Exactly as they appear, restate the lines of the material, from the first through the one containing "pub(crate) fn from_base_font(base_font: &[u8])".

• **RECORDS FOR THIS EXERCISE**:
################
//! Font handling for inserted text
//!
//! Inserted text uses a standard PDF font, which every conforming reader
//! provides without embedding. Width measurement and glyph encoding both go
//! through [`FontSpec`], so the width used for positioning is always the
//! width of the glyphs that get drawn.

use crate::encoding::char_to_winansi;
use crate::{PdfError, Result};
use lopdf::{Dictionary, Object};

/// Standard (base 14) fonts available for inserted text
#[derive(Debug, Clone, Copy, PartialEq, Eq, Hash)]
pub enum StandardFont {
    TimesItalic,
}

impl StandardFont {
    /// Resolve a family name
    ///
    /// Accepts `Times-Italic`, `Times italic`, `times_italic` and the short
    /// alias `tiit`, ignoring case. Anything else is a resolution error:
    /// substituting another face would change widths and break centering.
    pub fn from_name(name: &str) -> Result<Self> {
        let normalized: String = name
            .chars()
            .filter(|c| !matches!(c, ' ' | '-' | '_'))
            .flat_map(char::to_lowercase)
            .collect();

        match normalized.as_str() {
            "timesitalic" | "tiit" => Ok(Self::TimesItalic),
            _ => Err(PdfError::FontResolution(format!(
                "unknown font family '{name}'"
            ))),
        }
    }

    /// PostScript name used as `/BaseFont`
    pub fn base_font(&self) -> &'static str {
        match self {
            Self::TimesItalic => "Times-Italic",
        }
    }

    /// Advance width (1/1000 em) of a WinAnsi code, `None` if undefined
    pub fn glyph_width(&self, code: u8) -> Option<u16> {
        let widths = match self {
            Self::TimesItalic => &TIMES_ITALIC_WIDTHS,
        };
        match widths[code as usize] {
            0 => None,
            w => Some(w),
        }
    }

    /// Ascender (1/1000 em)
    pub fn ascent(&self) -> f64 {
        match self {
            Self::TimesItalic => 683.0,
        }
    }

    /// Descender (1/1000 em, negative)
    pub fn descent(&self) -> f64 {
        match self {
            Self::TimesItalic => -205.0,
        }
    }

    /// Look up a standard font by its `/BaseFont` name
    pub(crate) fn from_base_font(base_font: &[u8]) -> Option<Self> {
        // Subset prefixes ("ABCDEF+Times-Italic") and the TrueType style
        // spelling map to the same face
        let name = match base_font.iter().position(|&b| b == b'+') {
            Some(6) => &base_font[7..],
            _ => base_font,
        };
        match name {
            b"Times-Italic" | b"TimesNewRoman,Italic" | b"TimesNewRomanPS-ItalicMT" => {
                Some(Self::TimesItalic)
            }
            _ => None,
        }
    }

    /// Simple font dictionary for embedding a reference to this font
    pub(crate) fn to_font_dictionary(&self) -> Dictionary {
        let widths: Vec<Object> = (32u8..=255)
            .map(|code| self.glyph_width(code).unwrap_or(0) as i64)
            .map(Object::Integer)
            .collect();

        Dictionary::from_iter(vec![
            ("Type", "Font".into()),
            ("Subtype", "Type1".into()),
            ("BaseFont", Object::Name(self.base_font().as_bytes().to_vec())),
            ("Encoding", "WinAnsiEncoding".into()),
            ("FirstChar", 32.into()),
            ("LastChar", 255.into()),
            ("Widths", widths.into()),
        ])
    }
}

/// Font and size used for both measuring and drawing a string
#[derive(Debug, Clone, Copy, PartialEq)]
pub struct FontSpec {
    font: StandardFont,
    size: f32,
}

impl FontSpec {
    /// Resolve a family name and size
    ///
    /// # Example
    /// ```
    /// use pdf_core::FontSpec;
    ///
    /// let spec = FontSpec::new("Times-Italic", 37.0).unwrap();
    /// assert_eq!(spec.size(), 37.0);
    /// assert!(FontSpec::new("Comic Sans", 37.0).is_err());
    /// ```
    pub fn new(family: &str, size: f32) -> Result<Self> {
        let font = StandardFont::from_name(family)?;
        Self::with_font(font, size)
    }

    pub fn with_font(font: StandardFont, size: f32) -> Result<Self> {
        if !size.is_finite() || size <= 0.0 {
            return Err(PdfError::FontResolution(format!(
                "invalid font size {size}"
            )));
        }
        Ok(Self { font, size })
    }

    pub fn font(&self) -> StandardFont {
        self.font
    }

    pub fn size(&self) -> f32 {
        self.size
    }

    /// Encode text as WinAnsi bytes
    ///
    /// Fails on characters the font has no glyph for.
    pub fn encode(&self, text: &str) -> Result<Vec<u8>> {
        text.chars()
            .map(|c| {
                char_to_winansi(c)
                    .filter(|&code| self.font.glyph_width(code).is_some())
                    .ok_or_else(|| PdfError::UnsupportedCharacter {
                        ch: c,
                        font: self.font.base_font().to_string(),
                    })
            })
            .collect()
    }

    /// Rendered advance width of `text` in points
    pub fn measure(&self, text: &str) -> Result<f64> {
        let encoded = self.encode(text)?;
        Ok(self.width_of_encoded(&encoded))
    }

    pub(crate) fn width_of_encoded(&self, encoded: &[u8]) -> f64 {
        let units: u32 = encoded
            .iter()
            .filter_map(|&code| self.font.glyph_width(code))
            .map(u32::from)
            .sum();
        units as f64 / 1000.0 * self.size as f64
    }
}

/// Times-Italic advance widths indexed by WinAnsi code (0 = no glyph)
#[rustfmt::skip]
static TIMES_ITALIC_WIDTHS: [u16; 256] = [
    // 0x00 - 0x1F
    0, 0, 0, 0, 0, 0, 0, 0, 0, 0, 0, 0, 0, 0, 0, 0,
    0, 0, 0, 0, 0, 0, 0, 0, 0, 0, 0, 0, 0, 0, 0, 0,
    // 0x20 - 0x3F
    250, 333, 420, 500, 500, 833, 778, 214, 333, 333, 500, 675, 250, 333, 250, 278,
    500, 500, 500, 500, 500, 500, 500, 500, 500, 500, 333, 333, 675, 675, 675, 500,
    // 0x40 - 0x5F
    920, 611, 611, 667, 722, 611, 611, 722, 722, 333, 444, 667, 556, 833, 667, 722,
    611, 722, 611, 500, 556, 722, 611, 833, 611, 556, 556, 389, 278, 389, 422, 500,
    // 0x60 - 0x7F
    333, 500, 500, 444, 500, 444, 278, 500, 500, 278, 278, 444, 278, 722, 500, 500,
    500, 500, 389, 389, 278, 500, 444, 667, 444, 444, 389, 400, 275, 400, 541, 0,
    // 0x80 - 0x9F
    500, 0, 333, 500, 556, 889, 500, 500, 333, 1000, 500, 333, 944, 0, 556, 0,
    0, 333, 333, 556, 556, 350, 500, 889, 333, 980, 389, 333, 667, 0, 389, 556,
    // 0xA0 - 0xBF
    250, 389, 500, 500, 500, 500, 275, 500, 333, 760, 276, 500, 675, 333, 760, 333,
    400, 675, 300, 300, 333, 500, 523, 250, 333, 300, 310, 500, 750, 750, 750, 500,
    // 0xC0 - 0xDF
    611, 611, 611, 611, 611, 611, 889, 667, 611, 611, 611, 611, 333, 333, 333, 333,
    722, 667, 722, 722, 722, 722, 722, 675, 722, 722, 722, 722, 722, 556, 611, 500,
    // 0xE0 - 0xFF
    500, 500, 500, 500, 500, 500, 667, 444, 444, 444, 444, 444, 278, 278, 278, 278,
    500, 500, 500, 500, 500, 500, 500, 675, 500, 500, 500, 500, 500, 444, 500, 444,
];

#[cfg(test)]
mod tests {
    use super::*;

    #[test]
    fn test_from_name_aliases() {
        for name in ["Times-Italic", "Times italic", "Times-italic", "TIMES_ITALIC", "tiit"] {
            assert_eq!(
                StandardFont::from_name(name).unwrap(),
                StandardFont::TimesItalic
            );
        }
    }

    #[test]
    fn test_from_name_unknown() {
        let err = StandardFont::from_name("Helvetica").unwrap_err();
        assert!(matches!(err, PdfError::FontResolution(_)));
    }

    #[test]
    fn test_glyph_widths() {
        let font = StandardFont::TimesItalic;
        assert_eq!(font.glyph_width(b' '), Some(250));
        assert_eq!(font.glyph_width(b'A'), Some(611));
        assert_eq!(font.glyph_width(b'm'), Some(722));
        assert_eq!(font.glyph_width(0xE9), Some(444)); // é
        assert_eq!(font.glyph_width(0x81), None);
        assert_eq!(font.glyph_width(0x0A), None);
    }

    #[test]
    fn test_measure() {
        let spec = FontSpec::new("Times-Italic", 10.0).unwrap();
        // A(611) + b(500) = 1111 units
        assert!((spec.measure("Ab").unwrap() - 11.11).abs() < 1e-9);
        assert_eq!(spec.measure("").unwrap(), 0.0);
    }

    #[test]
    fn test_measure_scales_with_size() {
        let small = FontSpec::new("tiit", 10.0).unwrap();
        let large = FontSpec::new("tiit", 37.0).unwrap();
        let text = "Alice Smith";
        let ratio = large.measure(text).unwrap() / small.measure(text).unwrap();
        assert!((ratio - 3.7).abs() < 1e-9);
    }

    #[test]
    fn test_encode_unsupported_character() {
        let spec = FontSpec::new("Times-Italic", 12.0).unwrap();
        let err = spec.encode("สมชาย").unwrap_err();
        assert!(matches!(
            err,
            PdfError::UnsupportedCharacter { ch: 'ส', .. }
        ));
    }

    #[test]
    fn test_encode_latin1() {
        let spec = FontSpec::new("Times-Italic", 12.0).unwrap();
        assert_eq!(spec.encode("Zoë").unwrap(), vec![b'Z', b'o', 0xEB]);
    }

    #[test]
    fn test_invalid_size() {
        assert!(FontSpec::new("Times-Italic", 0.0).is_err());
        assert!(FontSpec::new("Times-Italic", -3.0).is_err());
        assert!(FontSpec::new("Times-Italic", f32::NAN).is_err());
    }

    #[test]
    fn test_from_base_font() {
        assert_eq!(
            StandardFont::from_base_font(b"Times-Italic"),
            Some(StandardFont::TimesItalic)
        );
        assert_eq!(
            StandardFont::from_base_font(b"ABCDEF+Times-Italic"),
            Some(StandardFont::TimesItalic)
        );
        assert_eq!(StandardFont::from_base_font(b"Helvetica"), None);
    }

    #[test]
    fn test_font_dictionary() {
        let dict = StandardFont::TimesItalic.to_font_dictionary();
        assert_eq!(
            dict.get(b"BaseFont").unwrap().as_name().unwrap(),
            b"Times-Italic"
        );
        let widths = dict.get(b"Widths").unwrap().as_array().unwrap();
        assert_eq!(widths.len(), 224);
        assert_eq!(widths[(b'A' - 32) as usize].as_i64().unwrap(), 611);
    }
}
################
• **RESPONSE**:
//! Font handling for inserted text
//!
//! Inserted text uses a standard PDF font, which every conforming reader
//! provides without embedding. Width measurement and glyph encoding both go
//! through [`FontSpec`], so the width used for positioning is always the
//! width of the glyphs that get drawn.

use crate::encoding::char_to_winansi;
use crate::{PdfError, Result};
use lopdf::{Dictionary, Object};

/// Standard (base 14) fonts available for inserted text
#[derive(Debug, Clone, Copy, PartialEq, Eq, Hash)]
pub enum StandardFont {
    TimesItalic,
}

impl StandardFont {
    /// Resolve a family name
    ///
    /// Accepts `Times-Italic`, `Times italic`, `times_italic` and the short
    /// alias `tiit`, ignoring case. Anything else is a resolution error:
    /// substituting another face would change widths and break centering.
    pub fn from_name(name: &str) -> Result<Self> {
        let normalized: String = name
            .chars()
            .filter(|c| !matches!(c, ' ' | '-' | '_'))
            .flat_map(char::to_lowercase)
            .collect();

        match normalized.as_str() {
            "timesitalic" | "tiit" => Ok(Self::TimesItalic),
            _ => Err(PdfError::FontResolution(format!(
                "unknown font family '{name}'"
            ))),
        }
    }

    /// PostScript name used as `/BaseFont`
    pub fn base_font(&self) -> &'static str {
        match self {
            Self::TimesItalic => "Times-Italic",
        }
    }

    /// Advance width (1/1000 em) of a WinAnsi code, `None` if undefined
    pub fn glyph_width(&self, code: u8) -> Option<u16> {
        let widths = match self {
            Self::TimesItalic => &TIMES_ITALIC_WIDTHS,
        };
        match widths[code as usize] {
            0 => None,
            w => Some(w),
        }
    }

    /// Ascender (1/1000 em)
    pub fn ascent(&self) -> f64 {
        match self {
            Self::TimesItalic => 683.0,
        }
    }

    /// Descender (1/1000 em, negative)
    pub fn descent(&self) -> f64 {
        match self {
            Self::TimesItalic => -205.0,
        }
    }

    /// Look up a standard font by its `/BaseFont` name
    pub(crate) fn from_base_font(base_font: &[u8]) -> Option<Self> {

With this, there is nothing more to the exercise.